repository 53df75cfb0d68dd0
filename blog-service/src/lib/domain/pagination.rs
/// Normalized page window for list queries.
///
/// Out-of-range input is clamped rather than rejected: a page below 1 becomes
/// the first page, a page size below 1 becomes the default and a page size
/// above the maximum is capped.
#[derive(Debug, Clone, Copy, PartialEq, Eq)]
pub struct Pagination {
    page: i64,
    per_page: i64,
}

impl Pagination {
    pub const DEFAULT_PER_PAGE: i64 = 10;
    pub const MAX_PER_PAGE: i64 = 100;

    /// Build a page window from raw query values.
    ///
    /// # Arguments
    /// * `page` - 1-based page number
    /// * `per_page` - Requested page size
    pub fn new(page: i64, per_page: i64) -> Self {
        let page = if page <= 0 { 1 } else { page };
        let per_page = if per_page > Self::MAX_PER_PAGE {
            Self::MAX_PER_PAGE
        } else if per_page <= 0 {
            Self::DEFAULT_PER_PAGE
        } else {
            per_page
        };

        Self { page, per_page }
    }

    pub fn page(&self) -> i64 {
        self.page
    }

    pub fn per_page(&self) -> i64 {
        self.per_page
    }

    /// Maximum number of rows to return.
    pub fn limit(&self) -> i64 {
        self.per_page
    }

    /// Number of rows to skip.
    pub fn offset(&self) -> i64 {
        self.page.saturating_sub(1).saturating_mul(self.per_page)
    }
}

impl Default for Pagination {
    fn default() -> Self {
        Self::new(1, Self::DEFAULT_PER_PAGE)
    }
}
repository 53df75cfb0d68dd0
pub mod http;
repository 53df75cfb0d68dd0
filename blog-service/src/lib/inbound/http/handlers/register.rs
use axum::extract::State;
use serde::Deserialize;
use utoipa::ToSchema;

use super::ApiError;
use super::ApiSuccess;
use super::JsonBody;
use super::UserData;
use crate::domain::user::models::CreateUserCommand;
use crate::domain::user::models::EmailAddress;
use crate::domain::user::models::Password;
use crate::domain::user::models::UserName;
use crate::inbound::http::router::AppState;
use crate::inbound::http::validation::Violations;

#[utoipa::path(
    post,
    path = "/api/v1/register",
    tag = "Auth",
    request_body = RegisterRequest,
    responses(
        (status = 200, description = "User registered successfully", body = UserData),
        (status = 400, description = "Validation errors"),
        (status = 409, description = "Email already registered")
    )
)]
pub async fn register(
    State(state): State<AppState>,
    JsonBody(body): JsonBody<RegisterRequest>,
) -> Result<ApiSuccess<UserData>, ApiError> {
    state
        .auth_service
        .register(body.try_into_command()?)
        .await
        .map_err(ApiError::from)
        .map(|ref user| ApiSuccess::ok("User registered successfully", user.into()))
}

/// HTTP request body for registering a user (raw JSON)
#[derive(Debug, Clone, PartialEq, Eq, Deserialize, ToSchema)]
pub struct RegisterRequest {
    #[serde(default)]
    name: String,
    #[serde(default)]
    email: String,
    #[serde(default)]
    password: String,
}

impl RegisterRequest {
    fn try_into_command(self) -> Result<CreateUserCommand, ApiError> {
        let mut violations = Violations::new();

        let name = violations.check("name", &self.name, UserName::new(self.name.clone()));
        let email = violations.check("email", &self.email, EmailAddress::new(self.email.clone()));
        let password = violations.check_secret("password", Password::new(self.password));

        match (name, email, password) {
            (Some(name), Some(email), Some(password)) => {
                Ok(CreateUserCommand::new(name, email, password))
            }
            _ => Err(violations.into()),
        }
    }
}

#[cfg(test)]
mod tests {
    use super::*;

    #[test]
    fn test_every_invalid_field_is_reported() {
        let request = RegisterRequest {
            name: "Al".to_string(),
            email: "nope".to_string(),
            password: "123".to_string(),
        };

        let ApiError::Validation(violations) = request.try_into_command().unwrap_err() else {
            panic!("expected validation error");
        };

        let fields: Vec<&str> = violations.iter().map(|v| v.field_name.as_str()).collect();
        assert_eq!(fields, vec!["name", "email", "password"]);
        assert!(violations[2].value.is_null());
    }

    #[test]
    fn test_valid_request() {
        let request = RegisterRequest {
            name: "Alice Doe".to_string(),
            email: "alice@x.com".to_string(),
            password: "secret1".to_string(),
        };

        let command = request.try_into_command().unwrap();
        assert_eq!(command.name.as_str(), "Alice Doe");
        assert_eq!(command.password.as_str(), "secret1");
    }
}
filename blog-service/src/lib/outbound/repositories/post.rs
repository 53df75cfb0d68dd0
use async_trait::async_trait;
use sqlx::FromRow;
use sqlx::PgPool;

use crate::domain::pagination::Pagination;
use crate::domain::post::errors::PostError;
use crate::domain::post::models::NewPost;
use crate::domain::post::models::Post;
use crate::domain::post::models::PostBody;
use crate::domain::post::models::PostId;
use crate::domain::post::models::PostTitle;
use crate::domain::post::ports::PostRepository;
use crate::domain::user::models::UserId;

pub struct PostgresPostRepository {
    pool: PgPool,
}

impl PostgresPostRepository {
    pub fn new(pool: PgPool) -> Self {
        Self { pool }
    }
}

#[derive(Debug, FromRow)]
struct PostRow {
    id: i64,
    title: String,
    body: String,
    user_id: i64,
}

impl TryFrom<PostRow> for Post {
    type Error = PostError;

    fn try_from(row: PostRow) -> Result<Self, Self::Error> {
        Ok(Post {
            id: PostId(row.id),
            title: PostTitle::new(row.title)?,
            body: PostBody::new(row.body)?,
            author_id: UserId(row.user_id),
        })
    }
}

fn database_error(e: sqlx::Error) -> PostError {
    PostError::DatabaseError(e.to_string())
}

#[async_trait]
impl PostRepository for PostgresPostRepository {
    async fn create(&self, post: NewPost) -> Result<Post, PostError> {
        let row = sqlx::query_as::<_, PostRow>(
            r#"
            INSERT INTO posts (title, body, user_id)
            VALUES ($1, $2, $3)
            RETURNING id, title, body, user_id
            "#,
        )
        .bind(post.title.as_str())
        .bind(post.body.as_str())
        .bind(post.author_id.0)
        .fetch_one(&self.pool)
        .await
        .map_err(database_error)?;

        row.try_into()
    }

    async fn find_by_id(&self, id: &PostId) -> Result<Option<Post>, PostError> {
        let row = sqlx::query_as::<_, PostRow>(
            r#"
            SELECT id, title, body, user_id
            FROM posts
            WHERE id = $1
            "#,
        )
        .bind(id.0)
        .fetch_optional(&self.pool)
        .await
        .map_err(database_error)?;

        row.map(Post::try_from).transpose()
    }

    async fn list(&self, pagination: &Pagination) -> Result<Vec<Post>, PostError> {
        let rows = sqlx::query_as::<_, PostRow>(
            r#"
            SELECT id, title, body, user_id
            FROM posts
            ORDER BY id DESC
            LIMIT $1 OFFSET $2
            "#,
        )
        .bind(pagination.limit())
        .bind(pagination.offset())
        .fetch_all(&self.pool)
        .await
        .map_err(database_error)?;

        rows.into_iter().map(Post::try_from).collect()
    }

    async fn list_by_author(
        &self,
        author_id: &UserId,
        pagination: &Pagination,
    ) -> Result<Vec<Post>, PostError> {
        let rows = sqlx::query_as::<_, PostRow>(
            r#"
            SELECT id, title, body, user_id
            FROM posts
            WHERE user_id = $1
            ORDER BY id DESC
            LIMIT $2 OFFSET $3
            "#,
        )
        .bind(author_id.0)
        .bind(pagination.limit())
        .bind(pagination.offset())
        .fetch_all(&self.pool)
        .await
        .map_err(database_error)?;

        rows.into_iter().map(Post::try_from).collect()
    }

    async fn update(&self, post: Post) -> Result<Post, PostError> {
        let row = sqlx::query_as::<_, PostRow>(
            r#"
            UPDATE posts
            SET title = $2, body = $3
            WHERE id = $1
            RETURNING id, title, body, user_id
            "#,
        )
        .bind(post.id.0)
        .bind(post.title.as_str())
        .bind(post.body.as_str())
        .fetch_optional(&self.pool)
        .await
        .map_err(database_error)?;

        row.map(Post::try_from)
            .transpose()?
            .ok_or(PostError::NotFound(post.id.to_string()))
    }

    async fn delete(&self, id: &PostId) -> Result<(), PostError> {
        let result = sqlx::query(
            r#"
            DELETE FROM posts
            WHERE id = $1
            "#,
        )
        .bind(id.0)
        .execute(&self.pool)
        .await
        .map_err(database_error)?;

        if result.rows_affected() == 0 {
            return Err(PostError::NotFound(id.to_string()));
        }

        Ok(())
    }
}
use chrono::DateTime;
use chrono::Utc;
use serde_json::Map;
use serde_json::Value;

use super::errors::JwtError;
use super::errors::TokenRejection;

/// Name of the registered expiration claim (RFC 7519).
pub const EXPIRATION_CLAIM: &str = "exp";

/// Claims recovered from a verified token.
///
/// The codec owns the `exp` claim: it is stripped from the payload before the
/// caller's claims type is deserialized and surfaced here as `expires_at`.
#[derive(Debug, Clone, PartialEq)]
pub struct Verified<T> {
    /// Caller-defined claims
    pub claims: T,

    /// Instant after which the token is no longer accepted
    pub expires_at: DateTime<Utc>,
}

impl<T> Verified<T> {
    /// Drop the expiry and keep only the claims.
    pub fn into_claims(self) -> T {
        self.claims
    }
}

/// Serialize caller claims and stamp them with an expiration.
///
/// # Errors
/// * `EncodingFailed` - Claims are not a JSON object or already carry `exp`
pub(crate) fn stamp_expiration<T: serde::Serialize>(
    claims: &T,
    expires_at: DateTime<Utc>,
) -> Result<Map<String, Value>, JwtError> {
    let value =
        serde_json::to_value(claims).map_err(|e| JwtError::EncodingFailed(e.to_string()))?;

    let mut payload = match value {
        Value::Object(map) => map,
        _ => {
            return Err(JwtError::EncodingFailed(
                "claims must serialize to a JSON object".to_string(),
            ))
        }
    };

    if payload.contains_key(EXPIRATION_CLAIM) {
        return Err(JwtError::EncodingFailed(format!(
            "claims must not set '{}' themselves",
            EXPIRATION_CLAIM
        )));
    }

    payload.insert(
        EXPIRATION_CLAIM.to_string(),
        Value::from(expires_at.timestamp()),
    );
    Ok(payload)
}

/// Remove `exp` from a decoded payload.
pub(crate) fn split_expiration(
    mut payload: Map<String, Value>,
) -> Result<(Map<String, Value>, DateTime<Utc>), TokenRejection> {
    let expires_at = payload
        .remove(EXPIRATION_CLAIM)
        .and_then(|v| v.as_i64())
        .and_then(|secs| DateTime::<Utc>::from_timestamp(secs, 0))
        .ok_or(TokenRejection::Malformed)?;

    Ok((payload, expires_at))
}

#[cfg(test)]
mod tests {
    use serde::Serialize;

    use super::*;

    #[derive(Serialize)]
    struct UserClaims {
        user_id: i64,
    }

    #[test]
    fn test_stamp_adds_exp() {
        let expires_at = DateTime::<Utc>::from_timestamp(1_700_000_000, 0).unwrap();
        let payload = stamp_expiration(&UserClaims { user_id: 7 }, expires_at).unwrap();

        assert_eq!(payload.get("user_id"), Some(&Value::from(7)));
        assert_eq!(payload.get("exp"), Some(&Value::from(1_700_000_000_i64)));
    }

    #[test]
    fn test_stamp_rejects_non_object() {
        let result = stamp_expiration(&"just a string", Utc::now());
        assert!(matches!(result, Err(JwtError::EncodingFailed(_))));
    }

    #[test]
    fn test_stamp_rejects_caller_exp() {
        let mut claims = Map::new();
        claims.insert("exp".to_string(), Value::from(1));

        let result = stamp_expiration(&claims, Utc::now());
        assert!(matches!(result, Err(JwtError::EncodingFailed(_))));
    }

    #[test]
    fn test_split_requires_numeric_exp() {
        let mut payload = Map::new();
        payload.insert("exp".to_string(), Value::from("tomorrow"));

        assert_eq!(
            split_expiration(payload).unwrap_err(),
            TokenRejection::Malformed
        );
        assert_eq!(
            split_expiration(Map::new()).unwrap_err(),
            TokenRejection::Malformed
        );
    }
}
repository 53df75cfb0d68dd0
use axum_extra::extract::cookie::Cookie;
use axum_extra::extract::CookieJar;

/// Name of the cookie carrying the refresh token.
pub const REFRESH_TOKEN_COOKIE: &str = "refreshToken";

/// Build the `refreshToken` cookie.
///
/// # Arguments
/// * `token` - Signed refresh token
/// * `lifetime` - Max-Age of the cookie
pub fn refresh_token_cookie(token: String, lifetime: chrono::Duration) -> Cookie<'static> {
    Cookie::build((REFRESH_TOKEN_COOKIE, token))
        .path("/")
        .http_only(true)
        .max_age(time::Duration::seconds(lifetime.num_seconds()))
        .build()
}

/// Read the refresh token presented by the client, if any.
pub fn refresh_token_from(jar: &CookieJar) -> Option<String> {
    jar.get(REFRESH_TOKEN_COOKIE)
        .map(|cookie| cookie.value().to_string())
        .filter(|token| !token.is_empty())
}
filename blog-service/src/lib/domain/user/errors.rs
use thiserror::Error;

/// Error for UserId parsing failures
#[derive(Debug, Clone, Error, PartialEq, Eq)]
pub enum UserIdError {
    #[error("Invalid user id: {0}")]
    InvalidFormat(String),
}

/// Error for display name validation failures
#[derive(Debug, Clone, Error, PartialEq, Eq)]
pub enum NameError {
    #[error("Name must be at least {min} characters, got {actual}")]
    TooShort { min: usize, actual: usize },

    #[error("Name must be at most {max} characters, got {actual}")]
    TooLong { max: usize, actual: usize },
}

/// Error for EmailAddress validation failures
#[derive(Debug, Clone, Error, PartialEq, Eq)]
pub enum EmailError {
    #[error("Email must be a valid email address: {0}")]
    InvalidFormat(String),
}

/// Error for password length policy failures
#[derive(Debug, Clone, Error, PartialEq, Eq)]
pub enum PasswordPolicyError {
    #[error("Password must be at least {min} characters")]
    TooShort { min: usize },

    #[error("Password must be at most {max} characters")]
    TooLong { max: usize },
}

/// Top-level error for all user-related operations
#[derive(Debug, Clone, Error)]
pub enum UserError {
    // Value object validation errors (automatically converted via #[from])
    #[error("Invalid user ID: {0}")]
    InvalidUserId(#[from] UserIdError),

    #[error("Invalid name: {0}")]
    InvalidName(#[from] NameError),

    #[error("Invalid email: {0}")]
    InvalidEmail(#[from] EmailError),

    #[error("Invalid password: {0}")]
    InvalidPassword(#[from] PasswordPolicyError),

    // Domain-level errors
    #[error("User not found: {0}")]
    NotFound(String),

    #[error("User not found with email: {0}")]
    NotFoundByEmail(String),

    #[error("Email already exists: {0}")]
    EmailAlreadyExists(String),

    // Infrastructure errors
    #[error("Database error: {0}")]
    DatabaseError(String),

    #[error("Unknown error: {0}")]
    Unknown(String),
}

→ AIM OF THE EXERCISE:
An exact repetition of the material above is required, from its first line through the line holding "Requested page size", with nothing added.

→ ANSWER BOX:
repository 53df75cfb0d68dd0
filename blog-service/src/lib/domain/pagination.rs
/// Normalized page window for list queries.
///
/// Out-of-range input is clamped rather than rejected: a page below 1 becomes
/// the first page, a page size below 1 becomes the default and a page size
/// above the maximum is capped.
#[derive(Debug, Clone, Copy, PartialEq, Eq)]
pub struct Pagination {
    page: i64,
    per_page: i64,
}

impl Pagination {
    pub const DEFAULT_PER_PAGE: i64 = 10;
    pub const MAX_PER_PAGE: i64 = 100;

    /// Build a page window from raw query values.
    ///
    /// # Arguments
    /// * `page` - 1-based page number
    /// * `per_page` - Requested page size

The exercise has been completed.